Work instructions:
Give back a single figure: the number of lines in the entries below that contain "String".
+++
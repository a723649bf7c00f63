//! Typed parameter and result shapes for the RPC methods.

use serde::{Deserialize, Deserializer, Serialize};
use serde_json::{Map, Value};

use crate::sensor::clamp_decimal_places;

/// Parameters of `configure`.
///
/// The host memoizes the last-seen parameters per plugin and replays them
/// after a restart, so unknown fields are preserved through `extra`.
#[derive(Debug, Clone, Default, PartialEq, Serialize, Deserialize)]
#[serde(rename_all = "camelCase")]
pub struct ConfigureParams {
    #[serde(default)]
    pub collector_id: i64,
    #[serde(default, skip_serializing_if = "Option::is_none")]
    pub url: Option<String>,
    #[serde(default, skip_serializing_if = "Option::is_none")]
    pub access_token: Option<String>,
    #[serde(default, deserialize_with = "de_clamped_decimal_opt")]
    #[serde(skip_serializing_if = "Option::is_none")]
    pub decimal_places: Option<u8>,
    /// Fields this protocol version does not know about, carried verbatim.
    #[serde(flatten)]
    pub extra: Map<String, Value>,
}

fn de_clamped_decimal_opt<'de, D>(deserializer: D) -> Result<Option<u8>, D::Error>
where
    D: Deserializer<'de>,
{
    let n = Option::<i64>::deserialize(deserializer)?;
    Ok(n.map(clamp_decimal_places))
}

/// Parameters of `fetchSelectedSensors`.
#[derive(Debug, Clone, Default, PartialEq, Serialize, Deserialize)]
#[serde(rename_all = "camelCase")]
pub struct SelectedSensorsParams {
    #[serde(default)]
    pub sensor_ids: Vec<String>,
}

/// Result of `healthCheck`.
#[derive(Debug, Clone, PartialEq, Serialize, Deserialize)]
pub struct HealthStatus {
    pub healthy: bool,
    /// Seconds since the dispatcher started.
    #[serde(default)]
    pub uptime: u64,
}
+++
Your solution:
4